§ **Exercise requirements**: Copy out each line featuring the string "Context" from the entries beneath.

------ Provided records ------

use std::io;
use std::pin::Pin;
use std::task::{Context, Poll};

use tokio::io::{AsyncRead, AsyncWrite, ReadBuf};

/// A connected channel session. Implements `AsyncRead + AsyncWrite`.
///
/// This is the fundamental I/O type returned by transport operations.
/// On Unix, this wraps a Unix domain socket stream.
/// On Windows, this wraps either end of a named pipe instance.
///
/// Dropping the connection closes it.
pub struct Connection {
    inner: ConnectionInner,
}

enum ConnectionInner {
    #[cfg(unix)]
    Unix(tokio::net::UnixStream),
    #[cfg(windows)]
    PipeServer(tokio::net::windows::named_pipe::NamedPipeServer),
    #[cfg(windows)]
    PipeClient(tokio::net::windows::named_pipe::NamedPipeClient),
}

impl Connection {
    #[cfg(unix)]
    pub(crate) fn from_unix(stream: tokio::net::UnixStream) -> Self {
        Self {
            inner: ConnectionInner::Unix(stream),
        }
    }

    #[cfg(windows)]
    pub(crate) fn from_pipe_server(pipe: tokio::net::windows::named_pipe::NamedPipeServer) -> Self {
        Self {
            inner: ConnectionInner::PipeServer(pipe),
        }
    }

    #[cfg(windows)]
    pub(crate) fn from_pipe_client(pipe: tokio::net::windows::named_pipe::NamedPipeClient) -> Self {
        Self {
            inner: ConnectionInner::PipeClient(pipe),
        }
    }

    /// Get the credentials of the connected peer.
    ///
    /// Returns `(uid, pid)` where the platform exposes them.
    #[cfg(unix)]
    pub fn peer_credentials(&self) -> Option<(u32, Option<i32>)> {
        match &self.inner {
            ConnectionInner::Unix(stream) => stream
                .peer_cred()
                .ok()
                .map(|cred| (cred.uid(), cred.pid())),
        }
    }

    /// Get the credentials of the connected peer.
    ///
    /// Returns `None` on platforms that do not expose peer credentials.
    #[cfg(not(unix))]
    pub fn peer_credentials(&self) -> Option<(u32, Option<i32>)> {
        None
    }

    /// Transport name for diagnostics.
    pub fn transport_name(&self) -> &'static str {
        match &self.inner {
            #[cfg(unix)]
            ConnectionInner::Unix(_) => "unix-domain-socket",
            #[cfg(windows)]
            ConnectionInner::PipeServer(_) | ConnectionInner::PipeClient(_) => "named-pipe",
        }
    }
}

#[cfg(unix)]
impl From<tokio::net::UnixStream> for Connection {
    fn from(stream: tokio::net::UnixStream) -> Self {
        Self::from_unix(stream)
    }
}

impl AsyncRead for Connection {
    fn poll_read(
        self: Pin<&mut Self>,
        cx: &mut Context<'_>,
        buf: &mut ReadBuf<'_>,
    ) -> Poll<io::Result<()>> {
        match &mut self.get_mut().inner {
            #[cfg(unix)]
            ConnectionInner::Unix(stream) => Pin::new(stream).poll_read(cx, buf),
            #[cfg(windows)]
            ConnectionInner::PipeServer(pipe) => Pin::new(pipe).poll_read(cx, buf),
            #[cfg(windows)]
            ConnectionInner::PipeClient(pipe) => Pin::new(pipe).poll_read(cx, buf),
        }
    }
}

impl AsyncWrite for Connection {
    fn poll_write(
        self: Pin<&mut Self>,
        cx: &mut Context<'_>,
        buf: &[u8],
    ) -> Poll<io::Result<usize>> {
        match &mut self.get_mut().inner {
            #[cfg(unix)]
            ConnectionInner::Unix(stream) => Pin::new(stream).poll_write(cx, buf),
            #[cfg(windows)]
            ConnectionInner::PipeServer(pipe) => Pin::new(pipe).poll_write(cx, buf),
            #[cfg(windows)]
            ConnectionInner::PipeClient(pipe) => Pin::new(pipe).poll_write(cx, buf),
        }
    }

    fn poll_flush(self: Pin<&mut Self>, cx: &mut Context<'_>) -> Poll<io::Result<()>> {
        match &mut self.get_mut().inner {
            #[cfg(unix)]
            ConnectionInner::Unix(stream) => Pin::new(stream).poll_flush(cx),
            #[cfg(windows)]
            ConnectionInner::PipeServer(pipe) => Pin::new(pipe).poll_flush(cx),
            #[cfg(windows)]
            ConnectionInner::PipeClient(pipe) => Pin::new(pipe).poll_flush(cx),
        }
    }

    fn poll_shutdown(self: Pin<&mut Self>, cx: &mut Context<'_>) -> Poll<io::Result<()>> {
        match &mut self.get_mut().inner {
            #[cfg(unix)]
            ConnectionInner::Unix(stream) => Pin::new(stream).poll_shutdown(cx),
            #[cfg(windows)]
            ConnectionInner::PipeServer(pipe) => Pin::new(pipe).poll_shutdown(cx),
            #[cfg(windows)]
            ConnectionInner::PipeClient(pipe) => Pin::new(pipe).poll_shutdown(cx),
        }
    }
}

impl std::fmt::Debug for Connection {
    fn fmt(&self, f: &mut std::fmt::Formatter<'_>) -> std::fmt::Result {
        f.debug_struct("Connection")
            .field("type", &self.transport_name())
            .finish()
    }
}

------

§ **Response area**:
use std::task::{Context, Poll};
        cx: &mut Context<'_>,
        cx: &mut Context<'_>,
    fn poll_flush(self: Pin<&mut Self>, cx: &mut Context<'_>) -> Poll<io::Result<()>> {
    fn poll_shutdown(self: Pin<&mut Self>, cx: &mut Context<'_>) -> Poll<io::Result<()>> {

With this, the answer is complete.